Nick Couldry, London School of Economics and Political Science
We live through media and always have. Yet rarely do scholars take the courageous and risky approach of Lagerkvist in explaining what media do to how we understand our own existence. If Sartre were to write about existentialism today, this is how he would write — or rather, he might wish HE had written this. A deep and original account of how we through media, come closer to and push away from the limits of human existence.
Zizi Papacharissi, University of Illinois-Chicago
Existential Media invites media theorists besotted with the posthuman to ponder the fundamental human condition: finitude. Lagerkvist writes about encounters at the limit-encounters with death and breakdown and crisis-as sources of unexpected insight, mostly untapped by media scholars. Existential Media is one of those rare works that leaves the reader disoriented into uncertainty. That is among this field-establishing book's major achievements, to implore us to consider that our digital enclosures are also mortal, also marked by disconnection and decay.
Jefferson Pooley, The Annenberg School for Communication, University of Pennsylvania
Amanda Lagerkvist's Existential Media is both a stunning demonstration of the illuminative power of existential philosophy and a declaration of a new way forward for media studies. Drawing timeless lessons from the existentialist tradition (especially the work of Jaspers, but also Kierkegaard, Sartre, and many more), Lagerkvist draws attention to ways in which death, loss, disability and precarity figure in and challenge contemporary logics of speed and control. In an era of totalising technological fatalism, Existential Media calls us back to the human, to the vulnerable and mortal - in short, to existence - and to a hope in the possibilities of care and connection.

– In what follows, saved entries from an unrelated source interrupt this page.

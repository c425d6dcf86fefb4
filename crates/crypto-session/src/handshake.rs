//! Password-authenticated three-message handshake
//!
//! Key transport (ClientHello/ServerHello, sealed under the password-derived
//! key) is separated from key confirmation (ClientReady, a MAC under a fresh
//! single-use key). Each step consumes the previous state, so a completed or
//! failed step can never be driven again; retries start from scratch with
//! fresh randomness.

use secrecy::SecretString;
use tracing::debug;
use zeroize::Zeroizing;

use crate::{
    AuthKey, BoxNonce, ClientHello, ClientReady, DecryptStream, EncryptStream, HandshakeError,
    HandshakeResult, KEY_SIZE, KdfParams, PresharedKey, ServerHello, StreamKey, authenticate,
    derive_psk, generate_salt, open, seal, verify,
};

/// Handshake role
#[derive(Debug, Clone, Copy, PartialEq, Eq)]
pub enum Role {
    /// Holds the user-entered password and speaks first
    Initiator,
    /// Holds the configured password and answers
    Responder,
}

/// Handshake progress
#[derive(Debug, Clone, Copy, PartialEq, Eq)]
pub enum HandshakeState {
    AwaitingClientHello,
    AwaitingServerHello,
    AwaitingClientReady,
    Established,
    Failed,
}

impl std::fmt::Display for HandshakeState {
    fn fmt(&self, f: &mut std::fmt::Formatter<'_>) -> std::fmt::Result {
        let name = match self {
            Self::AwaitingClientHello => "awaiting ClientHello",
            Self::AwaitingServerHello => "awaiting ServerHello",
            Self::AwaitingClientReady => "awaiting ClientReady",
            Self::Established => "established",
            Self::Failed => "failed",
        };
        f.write_str(name)
    }
}

/// The two live stream halves of an established session
pub struct SessionStreams {
    /// Our outgoing stream
    pub send: EncryptStream,
    /// The peer's incoming stream
    pub recv: DecryptStream,
}

fn open_box(sealed: &[u8], nonce: &BoxNonce, psk: &PresharedKey) -> HandshakeResult<Zeroizing<Vec<u8>>> {
    open(sealed, nonce, psk).map_err(|_| HandshakeError::AuthenticationFailed)
}

fn key_from(bytes: &[u8]) -> [u8; KEY_SIZE] {
    let mut key = [0u8; KEY_SIZE];
    key.copy_from_slice(&bytes[..KEY_SIZE]);
    key
}

/// Initiator side, waiting for ServerHello.
pub struct ClientHandshake {
    psk: PresharedKey,
    pull_seed: StreamKey,
}

impl ClientHandshake {
    /// Build the ClientHello with fresh salt, nonce and pull seed key.
    pub fn start(password: &SecretString, params: &KdfParams) -> HandshakeResult<(Self, ClientHello)> {
        let salt = generate_salt();
        let box_nonce = BoxNonce::generate();
        let pull_seed = StreamKey::generate();

        let psk = derive_psk(password, &salt, params)
            .map_err(|e| HandshakeError::KeyDerivation(e.to_string()))?;
        let sealed = seal(pull_seed.as_bytes(), &box_nonce, &psk)?;

        let mut sealed_pull_seed = [0u8; crate::SEALED_PULL_SEED_SIZE];
        sealed_pull_seed.copy_from_slice(&sealed);

        debug!("ClientHello prepared");
        Ok((
            Self { psk, pull_seed },
            ClientHello {
                salt,
                box_nonce,
                sealed_pull_seed,
            },
        ))
    }

    pub fn state(&self) -> HandshakeState {
        HandshakeState::AwaitingServerHello
    }

    /// Process ServerHello, open both streams and build ClientReady.
    pub fn finish(self, server_hello: &[u8]) -> HandshakeResult<(SessionStreams, ClientReady)> {
        let hello = ServerHello::from_bytes(server_hello)?;

        let keys = open_box(&hello.sealed_push_auth, &hello.box_nonce, &self.psk)?;
        let push_seed = StreamKey::from_bytes(key_from(&keys[..KEY_SIZE]));
        let auth_key = AuthKey::from_bytes(key_from(&keys[KEY_SIZE..]));

        let recv = DecryptStream::new(&hello.pull_header, &self.pull_seed)?;
        let (send, push_header) = EncryptStream::new(&push_seed)?;
        let mac = authenticate(push_header.as_bytes(), &auth_key)?;

        debug!("ServerHello accepted, sending ClientReady");
        Ok((SessionStreams { send, recv }, ClientReady { push_header, mac }))
    }
}

/// Responder side, waiting for ClientReady.
pub struct ServerHandshake {
    send: EncryptStream,
    push_seed: StreamKey,
    auth_key: AuthKey,
}

impl ServerHandshake {
    /// Process ClientHello and build ServerHello.
    ///
    /// On [`HandshakeError::AuthenticationFailed`] the caller must close the
    /// connection without replying.
    pub fn respond(
        password: &SecretString,
        params: &KdfParams,
        client_hello: &[u8],
    ) -> HandshakeResult<(Self, ServerHello)> {
        let hello = ClientHello::from_bytes(client_hello)?;

        let psk = derive_psk(password, &hello.salt, params)
            .map_err(|e| HandshakeError::KeyDerivation(e.to_string()))?;
        let pull_seed = open_box(&hello.sealed_pull_seed, &hello.box_nonce, &psk)?;
        let pull_seed = StreamKey::from_bytes(key_from(&pull_seed));

        let push_seed = StreamKey::generate();
        let auth_key = AuthKey::generate();
        let (send, pull_header) = EncryptStream::new(&pull_seed)?;

        let mut keys = Zeroizing::new([0u8; KEY_SIZE * 2]);
        keys[..KEY_SIZE].copy_from_slice(push_seed.as_bytes());
        keys[KEY_SIZE..].copy_from_slice(auth_key.as_bytes());

        let box_nonce = BoxNonce::generate();
        let sealed = seal(&keys[..], &box_nonce, &psk)?;
        let mut sealed_push_auth = [0u8; crate::SEALED_PUSH_AUTH_SIZE];
        sealed_push_auth.copy_from_slice(&sealed);

        debug!("ClientHello accepted, sending ServerHello");
        Ok((
            Self {
                send,
                push_seed,
                auth_key,
            },
            ServerHello {
                box_nonce,
                sealed_push_auth,
                pull_header,
            },
        ))
    }

    pub fn state(&self) -> HandshakeState {
        HandshakeState::AwaitingClientReady
    }

    /// Verify ClientReady and open the initiator's stream.
    pub fn finish(self, client_ready: &[u8]) -> HandshakeResult<SessionStreams> {
        let ready = ClientReady::from_bytes(client_ready)?;

        verify(&ready.mac, ready.push_header.as_bytes(), &self.auth_key)
            .map_err(|_| HandshakeError::AuthenticationFailed)?;
        let recv = DecryptStream::new(&ready.push_header, &self.push_seed)?;

        debug!("ClientReady verified, session established");
        Ok(SessionStreams {
            send: self.send,
            recv,
        })
    }
}

#[cfg(test)]
mod tests {
    use super::*;
    use crate::{CLIENT_HELLO_SIZE, CLIENT_READY_SIZE, SERVER_HELLO_SIZE};

    fn fast_params() -> KdfParams {
        KdfParams {
            memory_kib: 1024,
            passes: 1,
            lanes: 1,
        }
    }

    fn password(s: &str) -> SecretString {
        SecretString::from(s)
    }

    #[test]
    fn test_handshake_and_encryption() {
        let params = fast_params();
        let (client, hello) = ClientHandshake::start(&password("correct-horse"), &params).unwrap();
        assert_eq!(hello.to_bytes().len(), CLIENT_HELLO_SIZE);

        let (server, server_hello) =
            ServerHandshake::respond(&password("correct-horse"), &params, &hello.to_bytes()).unwrap();
        assert_eq!(server_hello.to_bytes().len(), SERVER_HELLO_SIZE);

        let (mut client_streams, ready) = client.finish(&server_hello.to_bytes()).unwrap();
        assert_eq!(ready.to_bytes().len(), CLIENT_READY_SIZE);

        let mut server_streams = server.finish(&ready.to_bytes()).unwrap();

        // Test initiator -> responder
        let message = b"Hello from initiator!";
        let encrypted = client_streams.send.encrypt(message).unwrap();
        let decrypted = server_streams.recv.decrypt(&encrypted).unwrap();
        assert_eq!(message.as_slice(), decrypted.as_slice());

        // Test responder -> initiator
        let response = b"Hello from responder!";
        let encrypted = server_streams.send.encrypt(response).unwrap();
        let decrypted = client_streams.recv.decrypt(&encrypted).unwrap();
        assert_eq!(response.as_slice(), decrypted.as_slice());
    }

    #[test]
    fn test_wrong_password_fails_at_server_hello() {
        let params = fast_params();
        let (_client, hello) = ClientHandshake::start(&password("correct-horse"), &params).unwrap();

        let result = ServerHandshake::respond(&password("wrong-horse"), &params, &hello.to_bytes());
        assert!(matches!(result, Err(HandshakeError::AuthenticationFailed)));
    }

    #[test]
    fn test_states() {
        let params = fast_params();
        let (client, hello) = ClientHandshake::start(&password("pw"), &params).unwrap();
        assert_eq!(client.state(), HandshakeState::AwaitingServerHello);

        let (server, _) = ServerHandshake::respond(&password("pw"), &params, &hello.to_bytes()).unwrap();
        assert_eq!(server.state(), HandshakeState::AwaitingClientReady);
    }

    #[test]
    fn test_fresh_randomness_per_attempt() {
        let params = fast_params();
        let (_, a) = ClientHandshake::start(&password("pw"), &params).unwrap();
        let (_, b) = ClientHandshake::start(&password("pw"), &params).unwrap();

        assert_ne!(a.salt, b.salt);
        assert_ne!(a.box_nonce, b.box_nonce);
        assert_ne!(a.sealed_pull_seed, b.sealed_pull_seed);
    }
}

Patrick Stokes, Deakin University
Amanda Lagerkvist's Existential Media marks a watershed in our understanding of media. The conventional emphasis in communication research is on questions of power (who wields it, and over whom) and meaning (who makes it). Lagerkvist offers a critical reorientation by insisting that the key issue is human existence as such, and how media are among the fundamental conditions of our being as mortal and limited. Theoretically bold and philosophically profound, Lagerkvist's writing is infused with a deep sense of care for the lives of those living with crisis (which, given that life is finite, ultimately includes everyone), of "gentle listening" to the distress of others. Existential Media forces us to think in new ways about media, vulnerability, hope, and the very stakes of being alive.